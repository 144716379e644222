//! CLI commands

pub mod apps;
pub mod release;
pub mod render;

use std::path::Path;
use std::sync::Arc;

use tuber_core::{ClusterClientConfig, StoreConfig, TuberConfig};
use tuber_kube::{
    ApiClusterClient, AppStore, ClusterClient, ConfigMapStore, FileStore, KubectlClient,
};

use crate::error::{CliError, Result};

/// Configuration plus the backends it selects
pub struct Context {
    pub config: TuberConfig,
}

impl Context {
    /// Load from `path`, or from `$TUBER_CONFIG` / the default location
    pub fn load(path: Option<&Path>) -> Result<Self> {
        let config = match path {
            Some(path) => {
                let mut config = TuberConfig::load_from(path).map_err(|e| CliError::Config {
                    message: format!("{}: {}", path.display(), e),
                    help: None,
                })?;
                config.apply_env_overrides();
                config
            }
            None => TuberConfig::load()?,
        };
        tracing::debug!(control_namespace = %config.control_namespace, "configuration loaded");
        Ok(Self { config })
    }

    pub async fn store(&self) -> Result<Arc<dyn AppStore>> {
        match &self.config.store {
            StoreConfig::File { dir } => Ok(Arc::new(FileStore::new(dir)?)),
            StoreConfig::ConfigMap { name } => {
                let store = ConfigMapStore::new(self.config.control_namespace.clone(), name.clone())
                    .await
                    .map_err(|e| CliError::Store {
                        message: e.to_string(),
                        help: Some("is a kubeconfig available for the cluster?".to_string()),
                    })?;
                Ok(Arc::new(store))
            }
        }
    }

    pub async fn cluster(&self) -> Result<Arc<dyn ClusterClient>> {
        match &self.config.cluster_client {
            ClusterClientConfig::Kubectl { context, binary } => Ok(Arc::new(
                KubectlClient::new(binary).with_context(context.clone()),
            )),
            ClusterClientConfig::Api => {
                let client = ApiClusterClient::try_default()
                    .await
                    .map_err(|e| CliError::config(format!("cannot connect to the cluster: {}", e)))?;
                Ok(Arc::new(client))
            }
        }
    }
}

### Aim of the task
Every line of the material above must be set down again exactly.

### Result of the exercise
repository 144716379e644222
//! CLI commands

pub mod apps;
pub mod release;
pub mod render;

use std::path::Path;
use std::sync::Arc;

use tuber_core::{ClusterClientConfig, StoreConfig, TuberConfig};
use tuber_kube::{
    ApiClusterClient, AppStore, ClusterClient, ConfigMapStore, FileStore, KubectlClient,
};

use crate::error::{CliError, Result};

/// Configuration plus the backends it selects
pub struct Context {
    pub config: TuberConfig,
}

impl Context {
    /// Load from `path`, or from `$TUBER_CONFIG` / the default location
    pub fn load(path: Option<&Path>) -> Result<Self> {
        let config = match path {
            Some(path) => {
                let mut config = TuberConfig::load_from(path).map_err(|e| CliError::Config {
                    message: format!("{}: {}", path.display(), e),
                    help: None,
                })?;
                config.apply_env_overrides();
                config
            }
            None => TuberConfig::load()?,
        };
        tracing::debug!(control_namespace = %config.control_namespace, "configuration loaded");
        Ok(Self { config })
    }

    pub async fn store(&self) -> Result<Arc<dyn AppStore>> {
        match &self.config.store {
            StoreConfig::File { dir } => Ok(Arc::new(FileStore::new(dir)?)),
            StoreConfig::ConfigMap { name } => {
                let store = ConfigMapStore::new(self.config.control_namespace.clone(), name.clone())
                    .await
                    .map_err(|e| CliError::Store {
                        message: e.to_string(),
                        help: Some("is a kubeconfig available for the cluster?".to_string()),
                    })?;
                Ok(Arc::new(store))
            }
        }
    }

    pub async fn cluster(&self) -> Result<Arc<dyn ClusterClient>> {
        match &self.config.cluster_client {
            ClusterClientConfig::Kubectl { context, binary } => Ok(Arc::new(
                KubectlClient::new(binary).with_context(context.clone()),
            )),
            ClusterClientConfig::Api => {
                let client = ApiClusterClient::try_default()
                    .await
                    .map_err(|e| CliError::config(format!("cannot connect to the cluster: {}", e)))?;
                Ok(Arc::new(client))
            }
        }
    }
}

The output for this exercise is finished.